Most robots today are limited to discrete actions like ‘walk over,’ ‘reach out,’ or ‘grab,’ but real-world motions require smooth, continuous combinations. Transient control is especially critical: balancing adjustments while walking on slippery surfaces demand models with extremely high reasoning speed and motion encoding-decoding capabilities.
● The Data Scarcity Dilemma
Unlike large language models, robots cannot consume the entire internet for ‘training.’ Wang Xingxing suggests a ‘hybrid feeding’ approach:
◎ Internet videos as the main course: Robots build initial awareness of the physical world by observing human operation videos.
◎ Simulated synthetic data as snacks: Billions of trial-and-error attempts—falling, grasping—in digital twin environments.
◎ Real-machine fine-tuning as the soul: Using a small amount of high-quality real-world data to refine and align the model.
The focus here is not on data volume but on data utilization efficiency.
● The Myth of Reinforcement Learning’s Scalability
Reinforcement learning is often seen as the key to AGI in AI, but robots face a ‘use-and-discard’ problem: training to open a door may require massive data, yet these experiences are often non-reusable.
Wang Xingxing stresses the need for an accumulative strategy library, enabling new task learning to borrow logical fragments from old tasks—just as the balance sense acquired from riding a bicycle transfers to riding a motorcycle.
03
Hardware and Application Evolution:
From Lab to Social Infrastructure
Hardware advancements are crucial for implementing Embodied AI. Unitree Technology’s product lineup illustrates a clear progression: from small research platforms to industrial operations and finally to complex environmental adaptability.

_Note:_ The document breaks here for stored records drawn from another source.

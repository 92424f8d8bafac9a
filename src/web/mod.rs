//! Embedded web dashboard for bribemap.
//!
//! Provides a lightweight HTTP server (sync, via `tiny_http`) that serves:
//! - A single-page dashboard: heatmap, explore grid, state pages, submit form
//! - JSON endpoints backed by the page models and the typed API client
//!
//! Launched via `bribemap web` (default: `http://127.0.0.1:9747`).

mod api;
mod frontend;

use std::io::{Cursor, Read};
use std::time::Duration;

use anyhow::{Context, Result};
use tiny_http::{Header, Method, Response, Server, StatusCode};

use crate::api::{ReportsApi, TopologySource};
use crate::config::schema::{BribemapConfig, DisplayConfig};

/// What request handlers work against.
pub struct AppState {
    pub api: Box<dyn ReportsApi>,
    pub topology: Box<dyn TopologySource>,
    pub display: DisplayConfig,
    pub success_display: Duration,
}

impl AppState {
    pub fn from_config(cfg: &BribemapConfig) -> Self {
        let (api, topology) = crate::cli::clients(cfg);
        Self {
            api: Box::new(api),
            topology: Box::new(topology),
            display: cfg.display.clone(),
            success_display: Duration::from_secs(cfg.form.success_display_secs),
        }
    }
}

// ---------------------------------------------------------------------------
// Server entry point
// ---------------------------------------------------------------------------

/// Start the dashboard on `addr`.
///
/// Blocks the current thread and handles requests one at a time. A failing
/// handler answers with a JSON error instead of stopping the server.
pub fn serve(state: &AppState, addr: &str, open: bool) -> Result<()> {
    let server = Server::http(addr)
        .map_err(|e| anyhow::anyhow!("failed to start HTTP server on {addr}: {e}"))?;

    println!("bribemap dashboard running at http://{addr}");
    println!("Press Ctrl+C to stop.\n");

    if open {
        let _ = open_browser(&format!("http://{addr}"));
    }

    for mut request in server.incoming_requests() {
        let method = request.method().clone();
        let url = request.url().to_string();

        let body = if matches!(method, Method::Put | Method::Post | Method::Patch) {
            let mut buf = String::new();
            let _ = request.as_reader().read_to_string(&mut buf);
            Some(buf)
        } else {
            None
        };

        let response = dispatch(state, &method, &url, body.as_deref())
            .unwrap_or_else(|e| json_error(500, &e.to_string()));
        let _ = request.respond(response);

        println!(
            "{} {} {}",
            method,
            url,
            chrono::Local::now().format("%H:%M:%S")
        );
    }

    Ok(())
}

// ---------------------------------------------------------------------------
// Router
// ---------------------------------------------------------------------------

/// Route one request.
pub fn dispatch(
    state: &AppState,
    method: &Method,
    url: &str,
    body: Option<&str>,
) -> Result<Response<Cursor<Vec<u8>>>> {
    let path = url.split('?').next().unwrap_or(url);
    let segments: Vec<&str> = path.trim_matches('/').split('/').collect();

    match (method, segments.as_slice()) {
        (&Method::Get, [""] | ["index.html"]) => Ok(serve_frontend()),

        (&Method::Get, ["api", "meta"]) => api::get_meta(state),
        (&Method::Get, ["api", "home"]) => api::get_home(state),
        (&Method::Get, ["api", "reports"]) => api::get_reports(state, url),
        (&Method::Post, ["api", "reports"]) => api::post_report(state, body.unwrap_or("{}")),
        (&Method::Get, ["api", "state", code]) => api::get_state(state, code),
        (&Method::Get, ["api", "states", code, "districts"]) => api::get_districts(state, code),
        (&Method::Get, ["api", "health"]) => api::get_health(state),

        _ => Ok(not_found()),
    }
}

// ---------------------------------------------------------------------------
// Response helpers
// ---------------------------------------------------------------------------

fn serve_frontend() -> Response<Cursor<Vec<u8>>> {
    Response::from_data(frontend::INDEX_HTML.as_bytes().to_vec())
        .with_header(content_type_html())
        .with_status_code(StatusCode(200))
}

fn not_found() -> Response<Cursor<Vec<u8>>> {
    json_error(404, "not found")
}

/// `{"error": message}` with the given status.
pub(crate) fn json_error(status: u16, message: &str) -> Response<Cursor<Vec<u8>>> {
    let body = serde_json::json!({ "error": message }).to_string();
    Response::from_data(body.into_bytes())
        .with_header(content_type_json())
        .with_status_code(StatusCode(status))
}

pub(crate) fn content_type_json() -> Header {
    Header::from_bytes("Content-Type", "application/json; charset=utf-8")
        .expect("static header is valid")
}

fn content_type_html() -> Header {
    Header::from_bytes("Content-Type", "text/html; charset=utf-8").expect("static header is valid")
}

/// Open `url` in the default browser.
fn open_browser(url: &str) -> Result<()> {
    #[cfg(target_os = "windows")]
    {
        std::process::Command::new("cmd")
            .args(["/C", "start", url])
            .spawn()
            .context("failed to open browser")?;
    }

    #[cfg(target_os = "macos")]
    {
        std::process::Command::new("open")
            .arg(url)
            .spawn()
            .context("failed to open browser")?;
    }

    #[cfg(target_os = "linux")]
    {
        std::process::Command::new("xdg-open")
            .arg(url)
            .spawn()
            .context("failed to open browser")?;
    }

    Ok(())
}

● G1: The Geek Pioneer of Humanoid Robots
Standing at 1.3 meters, the compact and agile G1 prioritizes packing sufficient degrees of freedom and sensors into a limited volume rather than raw power. It has become a standardized platform for global developers to experiment with motion algorithms.
● H1: Industrial Muscle Labor
Standing at 1.8 meters, the H1 emphasizes productivity and safety. In medium-to-large operation scenarios, it maintains a 2-3 meter safety distance from humans and independently completes workstation tasks. This represents a reconstruction of future factory robot logic: no longer a neighboring assistant but an independent digital craftsman.
● As2: Lightweight Patroller
The quadrupedal robot As2 is designed for patrolling complex terrains, featuring high protection, high payload capacity, and long endurance. It gathers real outdoor environmental data for AI algorithms, acting as a special forces unit before the ‘ChatGPT Moment’ arrives.

AI advancements are also being realized in hardware: world models and VLA (Visual-Language-Action) models enable robots to engage in ‘daydreaming’ in simulated and real environments, predicting action outcomes and environmental feedback to gradually improve success rates in production scenarios.
Global collaboration and open-source strategies ensure that knowledge fragments and algorithm accumulations are no longer confined to individual labs but form a transferable industrial-grade intelligence ecosystem.

Summary
The future of Embodied AI will reshape social productivity and lifestyles. Wang Xingxing believes that when dawn breaks, robots will become ‘iron colleagues,’ coexisting with humans in the physical world, and we must understand, plan, and make good use of this technological transformation.